Theater an der Ruhr auf fünf Kontinenten
So wandte sich der Förderverein vor allem der internationalen Arbeit des Ensembles zu und unterstützte die Gastspiele aus dem Ausland. Inzwischen sind Theatergruppen aus 40 Nationen nach Mülheim gekommen. „Das Theater-Foyer erinnerte manchmal eher an einen orientalischen Bazar“, erzählt Horn durchaus anerkennend. Jugoslawien bildete in den ersten Jahren den Schwerpunkt, denn dort gab es das interessanteste Theater, das lebendiger als das italienische und französische war. Passend zum Thema ist gerade ein Bildband zum Belgrader Bitef-Festival erschienen, wo seit 1967 die interessantesten Inszenierungen erschienen und Schauspielerin Petra von der Beek blättert im Foyer ganz begeistert darin.
Im Gegenzug war Ciullis Truppe bisher in 35 Ländern auf fünf Kontinenten zu Gast. „Das Theater brachte die Welt nach Mülheim“, so Horn.
Der Umbau des Theaters am Raffelberg von 1993 bis 1997, das ursprünglich nur als Probebühne gedacht war, war eine weitere kritische Situation. Das Land zahlte zwar 80 Prozent, doch stellte sich heraus, dass der Boden im Foyer nicht die nötige Tragfähigkeit besaß. Nicht auszudenken, was für eine Katastrophe möglich gewesen wäre. Die Beseitigung der statischen Probleme führte zu Mehrkosten. „Meine Fraktion war nicht gewillt, das weiter mit zumachen“, erinnert sich die CDU-Kulturpolitikerin Renate Sommer. „Das wollte und konnte ich nicht akzeptieren.“ Zu diesem Zeitpunkt hatte Schwarz-Grün im Rathaus das Sagen. Ihre Idee, Bausteine zu verkaufen, teilte Sommer dem damligen Fördervereinsvorsitzenden Horst Siedentopf mit, der sofort begeistert war. Scheine im Wert von 10 bis 1000 Euro wurden ausgegeben. Bei einem Fest in der Müga baute der Förderverein einen Stand auf und hatte dort auch richtige Steine in einem Korb. „Retten Sie das Solbad. Ein Haus für unser Theater“, hieß es damals absichtlich, um das Theater aus seiner Randlage zu befreien, die nicht nur geografisch gegeben war.

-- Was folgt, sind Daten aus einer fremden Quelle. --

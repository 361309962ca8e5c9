//! Application-wide error types.

use reward_selection::SelectionError;
use thiserror::Error;

#[derive(Debug, Error)]
pub enum HostError {
    #[error("I/O error: {0}")]
    Io(#[from] std::io::Error),

    #[error("JSON error: {0}")]
    Json(#[from] serde_json::Error),

    #[error("Configuration error: {0}")]
    Config(String),

    #[error("Selection error: {0}")]
    Selection(#[from] SelectionError),
}

pub type Result<T> = std::result::Result<T, HostError>;
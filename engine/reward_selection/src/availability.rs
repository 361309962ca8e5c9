//! Reward availability windows and navigation eligibility.

use chrono::{DateTime, Utc};

use crate::navigation::FeatureFlags;
use crate::scroll::backed_reward;
use crate::types::{Project, ProjectState, Reward, UserId};

/// Source of the current time.
pub trait Clock {
    fn now(&self) -> DateTime<Utc>;
}

/// Wall clock.
#[derive(Clone, Copy, Debug, Default)]
pub struct SystemClock;

impl Clock for SystemClock {
    fn now(&self) -> DateTime<Utc> {
        Utc::now()
    }
}

/// Clock pinned to one instant.
#[derive(Clone, Copy, Debug)]
pub struct FixedClock(pub DateTime<Utc>);

impl Clock for FixedClock {
    fn now(&self) -> DateTime<Utc> {
        self.0
    }
}

/// The reward's start date, if any, is not in the future.
pub fn has_started(reward: &Reward, now: DateTime<Utc>) -> bool {
    reward.starts_at.map_or(true, |starts_at| starts_at <= now)
}

/// The reward had an end date and it has passed.
pub fn has_ended(reward: &Reward, now: DateTime<Utc>) -> bool {
    reward.ends_at.is_some_and(|ends_at| ends_at <= now)
}

/// Available flag set and the end date not reached.
pub fn is_reward_available(reward: &Reward, now: DateTime<Utc>) -> bool {
    reward.is_available && !has_ended(reward, now)
}

/// Whether tapping `reward` may lead anywhere for this viewer.
///
/// Creators never pledge to their own project. Otherwise the project has to
/// be live (successful while in the post-campaign phase), and the reward must
/// either be open to a new choice or be the backed reward with add-ons to edit.
pub fn can_navigate_to_reward(
    project: &Project,
    reward: &Reward,
    viewer: Option<UserId>,
    flags: &dyn FeatureFlags,
    now: DateTime<Utc>,
) -> bool {
    if viewer == Some(project.creator_id) {
        return false;
    }

    let is_backed_reward = project
        .backing()
        .is_some_and(|backing| backed_reward(project, backing).id == reward.id);

    let open_for_new_choice = is_reward_available(reward, now) && !is_backed_reward;
    let editable_backed_reward = is_backed_reward && reward.has_add_ons;

    let accepting_pledges =
        if flags.post_campaign_pledging_enabled() && project.is_in_post_campaign_pledging_phase {
            project.state == ProjectState::Successful
        } else {
            project.state == ProjectState::Live
        };

    accepting_pledges && (open_for_new_choice || editable_backed_reward)
}
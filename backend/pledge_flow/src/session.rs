//! Replays a scenario through a selection session.
//!
//! A feeder task pushes scenario inputs over a channel, the way UI callbacks
//! and network responses would arrive; the session loop owns the engine and
//! applies them one at a time. Cancelling the token tears the screen down.

use std::time::Duration;

use reward_selection::{SelectionEngine, SelectionObserver};
use tokio::sync::mpsc;
use tokio_util::sync::CancellationToken;
use tracing::{debug, info, warn};

use crate::config::Config;
use crate::errors::{HostError, Result};
use crate::events::{Scenario, ScenarioEvent};
use crate::presenter::{LoggingPresenter, SessionSummary};

const CHANNEL_CAPACITY: usize = 32;

/// Run `scenario` to completion, teardown, or cancellation.
pub async fn run(
    scenario: Scenario,
    config: &Config,
    cancel: CancellationToken,
) -> Result<SessionSummary> {
    let Scenario { mut screen, events } = scenario;
    if config.viewer_id.is_some() {
        screen.viewer_id = config.viewer_id;
    }
    info!(
        "Session starting — project {} with {} inputs",
        screen.project.id,
        events.len()
    );

    let (tx, mut rx) = mpsc::channel(CHANNEL_CAPACITY);
    let feed_cancel = cancel.child_token();
    let feeder = tokio::spawn(feed(
        events,
        tx,
        Duration::from_millis(config.event_interval_ms),
        feed_cancel.clone(),
    ));

    let mut engine = SelectionEngine::new(LoggingPresenter::default(), config.feature_flags());

    let outcome = async {
        engine.configure(screen)?;
        loop {
            tokio::select! {
                biased;
                _ = cancel.cancelled() => {
                    info!("Session cancelled");
                    break;
                }
                next = rx.recv() => match next {
                    None => break,
                    Some(ScenarioEvent::Teardown) => break,
                    Some(event) => apply(&mut engine, event)?,
                },
            }
        }
        Ok::<(), HostError>(())
    }
    .await;

    engine.teardown();
    feed_cancel.cancel();
    if let Err(e) = feeder.await {
        warn!("Feeder task failed: {e}");
    }

    if let Err(e) = &outcome {
        warn!("Session aborted: {e}");
    }
    outcome?;

    let summary = engine.into_observer().into_summary();
    info!(
        "Session finished — {} navigation(s), {} prompt(s)",
        summary.navigations.len(),
        summary.prompts
    );
    Ok(summary)
}

/// Apply one input to the engine.
fn apply<O: SelectionObserver>(engine: &mut SelectionEngine<O>, event: ScenarioEvent) -> Result<()> {
    debug!("Applying {}", event.as_str());
    match event {
        ScenarioEvent::ShippingRuleSelected { rule } => engine.shipping_rule_selected(rule)?,
        ScenarioEvent::ProjectUpdated { project } => engine.project_updated(project)?,
        ScenarioEvent::LayoutCompleted => engine.layout_completed()?,
        ScenarioEvent::RewardSelected { reward_id } => engine.reward_selected(reward_id)?,
        ScenarioEvent::ConfirmedEditReward => engine.confirmed_edit_reward()?,
        ScenarioEvent::Teardown => engine.teardown(),
    }
    Ok(())
}

/// Deliver `events` in order, pausing `interval` before each one.
async fn feed(
    events: Vec<ScenarioEvent>,
    tx: mpsc::Sender<ScenarioEvent>,
    interval: Duration,
    cancel: CancellationToken,
) {
    for event in events {
        if !interval.is_zero() {
            tokio::select! {
                _ = cancel.cancelled() => return,
                _ = tokio::time::sleep(interval) => {}
            }
        }
        tokio::select! {
            _ = cancel.cancelled() => return,
            sent = tx.send(event) => {
                if sent.is_err() {
                    return;
                }
            }
        }
    }
}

Der größte Groschenteppich der Welt
Rolf Schulze, der damals noch für das Veranstaltungsmanagement der Stadt zuständig war, hatte noch eine andere Idee, mit der die Stadt ins Guinness-Buch kommen sollte: den größten Groschenteppich der Welt. Drei Tage lang, vom 31. August bis 2. September, wurden Groschen auf dem Viktoriaplatz rund um den Hajek-Brunnen ausgelegt. Zum Schluss kamen auf 307 Quadratmetern exakt 719 954 Groschen zusammen, die bei der Sparkasse dann eingetauscht wurden. Die Summe musste aber mit der Arbeitsloseninitiative Malz, dem Verein Hilfe für Frauen und dem DRK geteilt werden. Für das Theater kamen bei beiden Aktionen dann deutlich mehr als 100 000 Mark zusammen und der Eigenanteil war gesichert. Könnte man sich vorstellen, dass heute in einer dreitägigen Aktion für kulturelle und soziale Zwecke noch 35 000 Euro gespendet werden?
Die negativen Emotionen sind zwar verflogen, die Aufgabe, das Theater stärker im Bewusstsein der Bevölkerung zu verankern und den Wert der internationalen Kontakte zu verdeutlichen, bleibt für Hans-Theo Horn immer noch bestehen.